** Work instruction **
Check each line below for the word "upper" and give the number of lines that have it, nothing more.

** Information given **
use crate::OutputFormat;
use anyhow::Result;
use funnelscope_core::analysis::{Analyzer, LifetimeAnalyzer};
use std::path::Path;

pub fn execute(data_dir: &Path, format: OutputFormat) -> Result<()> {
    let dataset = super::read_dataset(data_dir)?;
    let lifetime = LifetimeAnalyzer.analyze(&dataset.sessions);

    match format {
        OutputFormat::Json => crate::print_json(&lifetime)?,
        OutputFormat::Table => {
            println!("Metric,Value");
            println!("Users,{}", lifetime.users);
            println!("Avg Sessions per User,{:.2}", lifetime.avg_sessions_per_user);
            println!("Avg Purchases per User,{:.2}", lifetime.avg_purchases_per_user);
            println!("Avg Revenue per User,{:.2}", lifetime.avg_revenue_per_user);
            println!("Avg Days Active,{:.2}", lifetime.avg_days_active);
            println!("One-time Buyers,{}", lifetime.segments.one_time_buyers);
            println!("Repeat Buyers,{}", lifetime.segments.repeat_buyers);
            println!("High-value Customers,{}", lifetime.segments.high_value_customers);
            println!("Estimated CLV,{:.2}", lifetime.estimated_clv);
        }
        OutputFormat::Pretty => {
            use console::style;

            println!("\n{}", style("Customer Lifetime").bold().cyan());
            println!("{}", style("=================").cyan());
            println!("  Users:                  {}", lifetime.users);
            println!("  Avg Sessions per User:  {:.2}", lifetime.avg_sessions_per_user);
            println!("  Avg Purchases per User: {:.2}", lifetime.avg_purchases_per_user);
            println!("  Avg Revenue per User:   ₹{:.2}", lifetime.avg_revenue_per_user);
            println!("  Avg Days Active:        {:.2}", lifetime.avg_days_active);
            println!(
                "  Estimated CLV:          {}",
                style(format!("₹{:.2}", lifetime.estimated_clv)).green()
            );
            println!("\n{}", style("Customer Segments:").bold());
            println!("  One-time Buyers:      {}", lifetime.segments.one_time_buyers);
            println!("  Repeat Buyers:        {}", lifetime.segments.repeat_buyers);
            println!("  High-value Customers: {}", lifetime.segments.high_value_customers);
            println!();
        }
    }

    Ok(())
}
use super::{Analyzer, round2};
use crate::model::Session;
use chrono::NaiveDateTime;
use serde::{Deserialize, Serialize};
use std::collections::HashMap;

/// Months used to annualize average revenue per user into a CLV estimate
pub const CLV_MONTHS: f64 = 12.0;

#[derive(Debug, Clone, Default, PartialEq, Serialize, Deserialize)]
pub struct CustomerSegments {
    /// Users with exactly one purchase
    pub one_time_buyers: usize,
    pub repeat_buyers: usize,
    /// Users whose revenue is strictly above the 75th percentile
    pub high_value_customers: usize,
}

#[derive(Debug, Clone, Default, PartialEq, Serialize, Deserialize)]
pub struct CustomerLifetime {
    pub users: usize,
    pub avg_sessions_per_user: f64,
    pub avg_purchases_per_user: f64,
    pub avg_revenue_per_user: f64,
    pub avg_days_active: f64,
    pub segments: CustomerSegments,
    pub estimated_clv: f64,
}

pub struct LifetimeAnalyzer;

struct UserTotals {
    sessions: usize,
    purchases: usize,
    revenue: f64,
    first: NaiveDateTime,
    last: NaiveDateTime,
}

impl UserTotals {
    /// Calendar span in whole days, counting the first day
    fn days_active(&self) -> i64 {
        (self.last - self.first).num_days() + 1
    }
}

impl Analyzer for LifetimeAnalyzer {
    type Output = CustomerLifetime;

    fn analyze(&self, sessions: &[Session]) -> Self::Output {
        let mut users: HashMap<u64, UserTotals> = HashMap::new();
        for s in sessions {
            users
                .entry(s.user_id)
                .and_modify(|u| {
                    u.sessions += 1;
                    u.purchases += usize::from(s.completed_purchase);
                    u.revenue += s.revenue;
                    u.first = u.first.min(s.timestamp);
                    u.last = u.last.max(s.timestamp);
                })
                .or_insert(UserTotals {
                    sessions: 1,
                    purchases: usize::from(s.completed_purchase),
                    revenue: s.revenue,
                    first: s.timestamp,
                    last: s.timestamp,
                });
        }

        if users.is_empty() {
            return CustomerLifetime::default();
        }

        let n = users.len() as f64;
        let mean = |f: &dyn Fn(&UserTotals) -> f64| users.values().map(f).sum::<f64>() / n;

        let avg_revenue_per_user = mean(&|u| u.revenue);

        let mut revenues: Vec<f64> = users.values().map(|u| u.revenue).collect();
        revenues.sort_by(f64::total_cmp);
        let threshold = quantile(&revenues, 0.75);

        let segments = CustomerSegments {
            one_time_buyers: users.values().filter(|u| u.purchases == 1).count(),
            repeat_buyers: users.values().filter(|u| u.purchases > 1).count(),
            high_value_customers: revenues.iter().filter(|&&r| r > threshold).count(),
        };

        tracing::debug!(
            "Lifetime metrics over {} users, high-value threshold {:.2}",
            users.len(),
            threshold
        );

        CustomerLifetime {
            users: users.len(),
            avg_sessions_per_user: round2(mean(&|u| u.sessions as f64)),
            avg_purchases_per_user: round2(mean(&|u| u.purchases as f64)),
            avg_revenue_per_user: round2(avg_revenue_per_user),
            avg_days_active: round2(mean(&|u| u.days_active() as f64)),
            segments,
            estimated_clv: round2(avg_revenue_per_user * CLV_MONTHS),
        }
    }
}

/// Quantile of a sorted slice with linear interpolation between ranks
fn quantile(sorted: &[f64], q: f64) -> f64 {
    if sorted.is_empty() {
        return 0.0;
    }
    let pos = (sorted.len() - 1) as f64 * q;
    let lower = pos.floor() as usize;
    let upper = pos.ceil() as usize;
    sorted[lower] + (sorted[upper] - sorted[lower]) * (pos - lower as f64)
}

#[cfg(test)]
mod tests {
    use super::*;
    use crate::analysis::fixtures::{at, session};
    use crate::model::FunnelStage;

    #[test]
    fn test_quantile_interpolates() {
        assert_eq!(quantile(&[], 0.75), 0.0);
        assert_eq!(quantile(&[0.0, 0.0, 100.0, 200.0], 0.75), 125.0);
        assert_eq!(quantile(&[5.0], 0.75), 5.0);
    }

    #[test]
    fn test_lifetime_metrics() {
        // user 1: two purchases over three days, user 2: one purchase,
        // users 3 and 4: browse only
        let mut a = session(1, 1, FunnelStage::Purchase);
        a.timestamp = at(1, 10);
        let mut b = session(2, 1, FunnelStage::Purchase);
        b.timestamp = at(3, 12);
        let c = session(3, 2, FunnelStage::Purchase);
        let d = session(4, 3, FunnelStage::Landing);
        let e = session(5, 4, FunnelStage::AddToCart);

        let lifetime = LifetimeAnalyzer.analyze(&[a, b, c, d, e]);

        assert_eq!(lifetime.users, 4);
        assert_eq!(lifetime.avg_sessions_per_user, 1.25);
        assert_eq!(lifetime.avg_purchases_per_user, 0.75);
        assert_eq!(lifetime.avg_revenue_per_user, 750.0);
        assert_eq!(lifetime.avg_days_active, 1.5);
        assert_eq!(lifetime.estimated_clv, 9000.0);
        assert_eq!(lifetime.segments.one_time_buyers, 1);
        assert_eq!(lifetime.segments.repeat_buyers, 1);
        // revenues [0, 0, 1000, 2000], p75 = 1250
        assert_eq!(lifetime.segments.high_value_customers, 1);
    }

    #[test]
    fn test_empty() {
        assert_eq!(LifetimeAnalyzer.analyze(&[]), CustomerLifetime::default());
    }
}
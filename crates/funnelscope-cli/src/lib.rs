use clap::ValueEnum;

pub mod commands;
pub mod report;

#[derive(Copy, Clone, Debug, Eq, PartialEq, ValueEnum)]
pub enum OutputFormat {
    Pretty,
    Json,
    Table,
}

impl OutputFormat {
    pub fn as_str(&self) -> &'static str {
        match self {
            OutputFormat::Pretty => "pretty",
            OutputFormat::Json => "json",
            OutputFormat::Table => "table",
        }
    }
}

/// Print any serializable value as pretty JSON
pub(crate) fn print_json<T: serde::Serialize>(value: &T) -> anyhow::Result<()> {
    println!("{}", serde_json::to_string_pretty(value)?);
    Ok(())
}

** Written solution **
2